This wasn’t a casual leak—it was a calculated heist. Everlight allegedly paid off insiders to walk away with core technologies that Seoul Semiconductor spent decades perfecting. The appellate court went a step further, ruling that these weren’t just trade secrets but “advanced national industrial technologies” under Korea’s Industrial Technology Protection Act. That upgrade matters: it means Korea can now criminally prosecute foreign companies for tech theft, not just sue them civilly.

A Patent War Won

The criminal case is just one front. Over the past seven years, Seoul Semiconductor has won all 16 patent lawsuits against Everlight across five countries, securing sales bans and product recalls.
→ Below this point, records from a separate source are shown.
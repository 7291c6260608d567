#![no_std]

#[cfg(feature = "alloc")]
extern crate alloc;

// Sleep/wake state machine for a deployable actuator.
//
// The crate stays free of the Rust standard library so the same logic can be
// embedded in a game host, driven by the emulator, or exercised in tests.

pub mod controls;
pub mod countdown;
pub mod deployable;
pub mod repl;
pub mod scheduler;
pub mod settings;
pub mod snapshot;
pub mod telemetry;

pub use deployable::{Actuator, Clock, ContextSource, DeployState, ExecutionContext, UniversalTime};
pub use scheduler::{Mode, TickAction, TickReport, WakeOutcome, WakeScheduler, WakeTimer};
pub use settings::{PersistedState, SleepMinutes};
//! Control surface visibility derived from the machine's current mode.
//!
//! [`derive_visibility`] is a pure function: the scheduler feeds it the
//! context, actuator binding, deploy state, and sleep flag and applies the
//! returned [`TimerDirective`] itself.

use core::fmt;

use crate::deployable::{DeployState, ExecutionContext};

/// Flags the host renders for the sleep controls.
#[derive(Copy, Clone, Debug, Default, Eq, PartialEq)]
pub struct ControlSurface {
    /// In-flight menu button that starts a sleep.
    pub sleep_button: bool,
    /// Bindable sleep command (action groups, keybinds).
    pub sleep_action: bool,
    /// Sleep-duration slider.
    pub duration_control: bool,
    /// "Wake in" countdown field.
    pub countdown: bool,
}

impl ControlSurface {
    /// Every control hidden and disabled.
    pub const HIDDEN: Self = Self {
        sleep_button: false,
        sleep_action: false,
        duration_control: false,
        countdown: false,
    };
}

/// Inputs to [`derive_visibility`].
#[derive(Copy, Clone, Debug, Eq, PartialEq)]
pub struct VisibilityInputs {
    pub context: ExecutionContext,
    /// `None` when no actuator is bound.
    pub deploy_state: Option<DeployState>,
    pub sleeping: bool,
}

/// Why an armed timer must be dropped.
#[derive(Copy, Clone, Debug, Eq, PartialEq)]
pub enum CancelReason {
    /// No actuator is bound.
    Disabled,
    /// Sleep has no meaning outside flight.
    Editor,
    /// The actuator reached a state that contradicts sleeping.
    Incompatible(DeployState),
}

impl fmt::Display for CancelReason {
    fn fmt(&self, f: &mut fmt::Formatter<'_>) -> fmt::Result {
        match self {
            CancelReason::Disabled => f.write_str("disabled"),
            CancelReason::Editor => f.write_str("editor"),
            CancelReason::Incompatible(state) => write!(f, "already-{state}"),
        }
    }
}

/// What the scheduler must do with the wake timer.
#[derive(Copy, Clone, Debug, Eq, PartialEq)]
pub enum TimerDirective {
    Keep,
    Clear(CancelReason),
}

/// Result of [`derive_visibility`].
#[derive(Copy, Clone, Debug, Eq, PartialEq)]
pub struct Visibility {
    pub surface: ControlSurface,
    pub timer: TimerDirective,
}

/// Computes control flags and the timer policy for the supplied inputs.
///
/// Flags are computed against the post-directive sleep flag so a cancelled
/// sleep never leaves sleep-only controls showing.
#[must_use]
pub fn derive_visibility(inputs: VisibilityInputs) -> Visibility {
    let Some(state) = inputs.deploy_state else {
        return Visibility {
            surface: ControlSurface::HIDDEN,
            timer: TimerDirective::Clear(CancelReason::Disabled),
        };
    };

    match inputs.context {
        ExecutionContext::Editor => Visibility {
            surface: ControlSurface {
                sleep_button: false,
                sleep_action: true,
                duration_control: true,
                countdown: false,
            },
            timer: TimerDirective::Clear(CancelReason::Editor),
        },
        ExecutionContext::Flight => {
            let timer = if inputs.sleeping && state.cancels_sleep() {
                TimerDirective::Clear(CancelReason::Incompatible(state))
            } else {
                TimerDirective::Keep
            };
            let sleeping = inputs.sleeping && timer == TimerDirective::Keep;
            let offer_sleep = !sleeping && state == DeployState::Extended;

            Visibility {
                surface: ControlSurface {
                    sleep_button: offer_sleep,
                    sleep_action: true,
                    duration_control: offer_sleep,
                    countdown: sleeping && state.is_stowing(),
                },
                timer,
            }
        }
        ExecutionContext::Other => Visibility {
            surface: ControlSurface::HIDDEN,
            timer: TimerDirective::Keep,
        },
    }
}
//! Collaborator seams for the governed actuator and its host.
//!
//! The scheduler never owns the physical mechanism. It reaches the actuator,
//! the clock, and the execution context through the small traits in this
//! module so the same state machine runs inside a game host, the emulator, or
//! a unit test harness.

use core::fmt;

/// Absolute time in seconds, in the same units the host clock reports.
pub type UniversalTime = f64;

/// Deploy state reported by the actuator.
#[derive(Copy, Clone, Debug, Eq, PartialEq)]
pub enum DeployState {
    Retracted,
    Retracting,
    Extended,
    Extending,
    Broken,
}

impl DeployState {
    /// All states in declaration order.
    pub const ALL: [DeployState; 5] = [
        DeployState::Retracted,
        DeployState::Retracting,
        DeployState::Extended,
        DeployState::Extending,
        DeployState::Broken,
    ];

    /// Lower-case label used by logs and the console.
    #[must_use]
    pub const fn label(self) -> &'static str {
        match self {
            DeployState::Retracted => "retracted",
            DeployState::Retracting => "retracting",
            DeployState::Extended => "extended",
            DeployState::Extending => "extending",
            DeployState::Broken => "broken",
        }
    }

    /// Returns `true` while the actuator is stowed or on its way there.
    #[must_use]
    pub const fn is_stowing(self) -> bool {
        matches!(self, DeployState::Retracted | DeployState::Retracting)
    }

    /// Returns `true` for states that make an armed sleep meaningless.
    #[must_use]
    pub const fn cancels_sleep(self) -> bool {
        matches!(
            self,
            DeployState::Broken | DeployState::Extended | DeployState::Extending
        )
    }
}

impl fmt::Display for DeployState {
    fn fmt(&self, f: &mut fmt::Formatter<'_>) -> fmt::Result {
        f.write_str(self.label())
    }
}

/// Host scene the machine is evaluated in.
#[derive(Copy, Clone, Debug, Eq, PartialEq)]
pub enum ExecutionContext {
    Editor,
    Flight,
    Other,
}

impl ExecutionContext {
    /// Lower-case label used by logs and the console.
    #[must_use]
    pub const fn label(self) -> &'static str {
        match self {
            ExecutionContext::Editor => "editor",
            ExecutionContext::Flight => "flight",
            ExecutionContext::Other => "other",
        }
    }

    #[must_use]
    pub const fn is_editor(self) -> bool {
        matches!(self, ExecutionContext::Editor)
    }

    #[must_use]
    pub const fn is_flight(self) -> bool {
        matches!(self, ExecutionContext::Flight)
    }
}

impl fmt::Display for ExecutionContext {
    fn fmt(&self, f: &mut fmt::Formatter<'_>) -> fmt::Result {
        f.write_str(self.label())
    }
}

/// Abstraction over the deployable mechanism.
///
/// Commands are fire-and-forget: the scheduler never waits for them and
/// observes the resulting [`DeployState`] on a later tick.
pub trait Actuator {
    /// Reports the current deploy state.
    fn deploy_state(&self) -> DeployState;

    /// Returns `true` when a transition can currently be initiated.
    fn can_move(&self) -> bool;

    /// Starts retracting the mechanism.
    fn retract(&mut self);

    /// Starts extending the mechanism.
    fn extend(&mut self);
}

/// Monotonic source of [`UniversalTime`].
pub trait Clock {
    fn now(&self) -> UniversalTime;
}

/// Host hook reporting the active [`ExecutionContext`].
pub trait ContextSource {
    fn current_context(&self) -> ExecutionContext;
}

/// Clock frozen at a fixed instant.
#[derive(Copy, Clone, Debug, Default, PartialEq)]
pub struct FixedClock(pub UniversalTime);

impl Clock for FixedClock {
    fn now(&self) -> UniversalTime {
        self.0
    }
}

impl ContextSource for ExecutionContext {
    fn current_context(&self) -> ExecutionContext {
        *self
    }
}
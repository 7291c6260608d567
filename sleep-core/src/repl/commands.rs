//! Console command dispatcher.
//!
//! Operator commands go through the same visibility gates the host applies to
//! its on-screen controls: `sleep` only works while the sleep button is shown,
//! `action sleep` while the bindable action is enabled, and `minutes` only
//! while the duration slider is. Everything else (status,
//! help, and the rig commands that drive the simulated surroundings) is handed
//! back to the host as a [`CommandOutcome`] to render or apply.

use core::fmt;

use crate::controls::ControlSurface;
use crate::deployable::{Actuator, ExecutionContext, UniversalTime};
use crate::scheduler::{SleepError, WakeScheduler};
use crate::settings::{SettingError, SleepMinutes};

use super::grammar::{self, Command, RigCommand};

/// Command execution successes.
#[derive(Clone, Debug, PartialEq)]
pub enum CommandOutcome<'a> {
    SleepStarted { wake_at: UniversalTime },
    MinutesSet(SleepMinutes),
    Status,
    Events,
    Help { topic: Option<&'a str> },
    Rig(RigCommand),
}

/// Errors surfaced while executing a command.
#[derive(Clone, Debug, PartialEq)]
pub enum CommandError<'a> {
    Parse(grammar::ParseError<'a>),
    /// The control backing the command is not currently shown.
    Hidden(&'static str),
    /// Bound actions are only assignable, not fired, outside flight.
    NotInFlight,
    Setting(SettingError),
    Sleep(SleepError),
}

impl fmt::Display for CommandError<'_> {
    fn fmt(&self, f: &mut fmt::Formatter<'_>) -> fmt::Result {
        match self {
            CommandError::Parse(error) => error.fmt(f),
            CommandError::Hidden(control) => write!(f, "{control} is not available"),
            CommandError::NotInFlight => f.write_str("actions only fire in flight"),
            CommandError::Setting(error) => error.fmt(f),
            CommandError::Sleep(error) => error.fmt(f),
        }
    }
}

impl<'a> From<grammar::ParseError<'a>> for CommandError<'a> {
    fn from(error: grammar::ParseError<'a>) -> Self {
        Self::Parse(error)
    }
}

impl From<SettingError> for CommandError<'_> {
    fn from(error: SettingError) -> Self {
        Self::Setting(error)
    }
}

impl From<SleepError> for CommandError<'_> {
    fn from(error: SleepError) -> Self {
        Self::Sleep(error)
    }
}

/// Operations the dispatcher needs from the state machine.
pub trait SleepControls {
    fn controls(&self) -> ControlSurface;

    fn context(&self) -> ExecutionContext;

    fn initiate_sleep(&mut self, now: UniversalTime) -> Result<UniversalTime, SleepError>;

    fn set_sleep_minutes(&mut self, minutes: SleepMinutes);
}

impl<A> SleepControls for WakeScheduler<A>
where
    A: Actuator,
{
    fn controls(&self) -> ControlSurface {
        WakeScheduler::controls(self)
    }

    fn context(&self) -> ExecutionContext {
        WakeScheduler::context(self)
    }

    fn initiate_sleep(&mut self, now: UniversalTime) -> Result<UniversalTime, SleepError> {
        WakeScheduler::initiate_sleep(self, now)
    }

    fn set_sleep_minutes(&mut self, minutes: SleepMinutes) {
        WakeScheduler::set_sleep_minutes(self, minutes);
    }
}

/// Dispatches console commands into a [`SleepControls`] implementation.
pub struct CommandExecutor<S> {
    machine: S,
}

impl<S> CommandExecutor<S> {
    pub const fn new(machine: S) -> Self {
        Self { machine }
    }

    pub fn machine(&self) -> &S {
        &self.machine
    }

    pub fn machine_mut(&mut self) -> &mut S {
        &mut self.machine
    }

    pub fn into_inner(self) -> S {
        self.machine
    }
}

impl<S> CommandExecutor<S>
where
    S: SleepControls,
{
    /// Parses and executes a console command.
    ///
    /// # Errors
    ///
    /// Parse failures, hidden controls, and rejected values are returned
    /// without touching the state machine.
    pub fn execute<'a>(
        &mut self,
        line: &'a str,
        now: UniversalTime,
    ) -> Result<CommandOutcome<'a>, CommandError<'a>> {
        let command = grammar::parse(line)?;
        self.dispatch(command, now)
    }

    fn dispatch<'a>(
        &mut self,
        command: Command<'a>,
        now: UniversalTime,
    ) -> Result<CommandOutcome<'a>, CommandError<'a>> {
        match command {
            Command::Sleep => {
                if !self.machine.controls().sleep_button {
                    return Err(CommandError::Hidden("sleep button"));
                }
                let wake_at = self.machine.initiate_sleep(now)?;
                Ok(CommandOutcome::SleepStarted { wake_at })
            }
            Command::SleepAction => {
                if !self.machine.controls().sleep_action {
                    return Err(CommandError::Hidden("sleep action"));
                }
                if self.machine.context() != ExecutionContext::Flight {
                    return Err(CommandError::NotInFlight);
                }
                let wake_at = self.machine.initiate_sleep(now)?;
                Ok(CommandOutcome::SleepStarted { wake_at })
            }
            Command::Minutes(value) => {
                if !self.machine.controls().duration_control {
                    return Err(CommandError::Hidden("sleep duration"));
                }
                let minutes = SleepMinutes::new(value)?;
                self.machine.set_sleep_minutes(minutes);
                Ok(CommandOutcome::MinutesSet(minutes))
            }
            Command::Status => Ok(CommandOutcome::Status),
            Command::Events => Ok(CommandOutcome::Events),
            Command::Help(help) => Ok(CommandOutcome::Help { topic: help.topic }),
            Command::Rig(rig) => Ok(CommandOutcome::Rig(rig)),
        }
    }
}

#[cfg(test)]
mod tests {
    use super::*;

    #[derive(Default)]
    struct MockControls {
        surface: ControlSurface,
        editor: bool,
        minutes: Option<SleepMinutes>,
        sleeps: u32,
    }

    impl SleepControls for MockControls {
        fn controls(&self) -> ControlSurface {
            self.surface
        }

        fn context(&self) -> ExecutionContext {
            if self.editor {
                ExecutionContext::Editor
            } else {
                ExecutionContext::Flight
            }
        }

        fn initiate_sleep(&mut self, now: UniversalTime) -> Result<UniversalTime, SleepError> {
            self.sleeps += 1;
            Ok(now + 60.0)
        }

        fn set_sleep_minutes(&mut self, minutes: SleepMinutes) {
            self.minutes = Some(minutes);
        }
    }

    fn awake() -> CommandExecutor<MockControls> {
        CommandExecutor::new(MockControls {
            surface: ControlSurface {
                sleep_button: true,
                sleep_action: true,
                duration_control: true,
                countdown: false,
            },
            ..MockControls::default()
        })
    }

    #[test]
    fn sleep_requires_visible_button() {
        let mut executor = CommandExecutor::new(MockControls::default());
        assert_eq!(
            executor.execute("sleep", 0.0),
            Err(CommandError::Hidden("sleep button"))
        );
        assert_eq!(executor.machine().sleeps, 0);

        let mut executor = awake();
        assert_eq!(
            executor.execute("sleep", 10.0),
            Ok(CommandOutcome::SleepStarted { wake_at: 70.0 })
        );
        assert_eq!(executor.machine().sleeps, 1);
    }

    #[test]
    fn sleep_action_follows_its_own_flag() {
        let mut executor = CommandExecutor::new(MockControls {
            surface: ControlSurface {
                sleep_action: true,
                ..ControlSurface::HIDDEN
            },
            ..MockControls::default()
        });
        assert_eq!(
            executor.execute("sleep", 0.0),
            Err(CommandError::Hidden("sleep button"))
        );
        assert_eq!(
            executor.execute("action sleep", 5.0),
            Ok(CommandOutcome::SleepStarted { wake_at: 65.0 })
        );
        assert_eq!(executor.machine().sleeps, 1);

        let mut executor = CommandExecutor::new(MockControls::default());
        assert_eq!(
            executor.execute("action sleep", 0.0),
            Err(CommandError::Hidden("sleep action"))
        );
        assert_eq!(executor.machine().sleeps, 0);

        let mut executor = CommandExecutor::new(MockControls {
            surface: ControlSurface {
                sleep_action: true,
                ..ControlSurface::HIDDEN
            },
            editor: true,
            ..MockControls::default()
        });
        assert_eq!(
            executor.execute("action sleep", 0.0),
            Err(CommandError::NotInFlight)
        );
        assert_eq!(executor.machine().sleeps, 0);
    }

    #[test]
    fn minutes_are_validated_before_applying() {
        let mut executor = awake();
        assert!(matches!(
            executor.execute("minutes 0.7", 0.0),
            Err(CommandError::Setting(SettingError::OffStep(_)))
        ));
        assert!(executor.machine().minutes.is_none());

        let outcome = executor.execute("minutes 7.5", 0.0).expect("valid minutes");
        let expected = SleepMinutes::new(7.5).expect("valid");
        assert_eq!(outcome, CommandOutcome::MinutesSet(expected));
        assert_eq!(executor.machine().minutes, Some(expected));
    }

    #[test]
    fn minutes_require_visible_slider() {
        let mut executor = CommandExecutor::new(MockControls::default());
        assert_eq!(
            executor.execute("minutes 2", 0.0),
            Err(CommandError::Hidden("sleep duration"))
        );
    }

    #[test]
    fn host_commands_pass_through() {
        let mut executor = CommandExecutor::new(MockControls::default());
        assert_eq!(executor.execute("status", 0.0), Ok(CommandOutcome::Status));
        assert_eq!(
            executor.execute("help sleep", 0.0),
            Ok(CommandOutcome::Help {
                topic: Some("sleep")
            })
        );
        assert_eq!(
            executor.execute("break", 0.0),
            Ok(CommandOutcome::Rig(RigCommand::Break))
        );
    }

    #[test]
    fn parse_errors_are_wrapped() {
        let mut executor = awake();
        assert!(matches!(
            executor.execute("sleep 5", 0.0),
            Err(CommandError::Parse(_))
        ));
        assert_eq!(executor.machine().sleeps, 0);
    }
}
//! Operator console shared by host front-ends.
//!
//! Lines are lexed and parsed in [`grammar`] against the table in
//! [`catalog`], executed by [`commands::CommandExecutor`], and `status` output
//! is rendered by [`status::StatusFormatter`].

pub mod catalog;
pub mod commands;
pub mod grammar;
pub mod status;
The company’s founder, Lee Chung-hoon, isn’t mincing words: “We will respond resolutely, even at all costs, against companies that infringe on our patents.” That’s not a threat—it’s a track record.

What This Means

This ruling sets a precedent that could ripple through the global semiconductor industry. For any company eyeing a competitor’s IP, the calculus just got riskier: Korea is willing to treat tech theft as a national security issue, not just a corporate dispute. Expect more cross-border legal firefights as chipmakers double down on protecting their crown jewels—and expect Seoul Semiconductor to keep chasing Everlight until every last infringing product is off the shelf.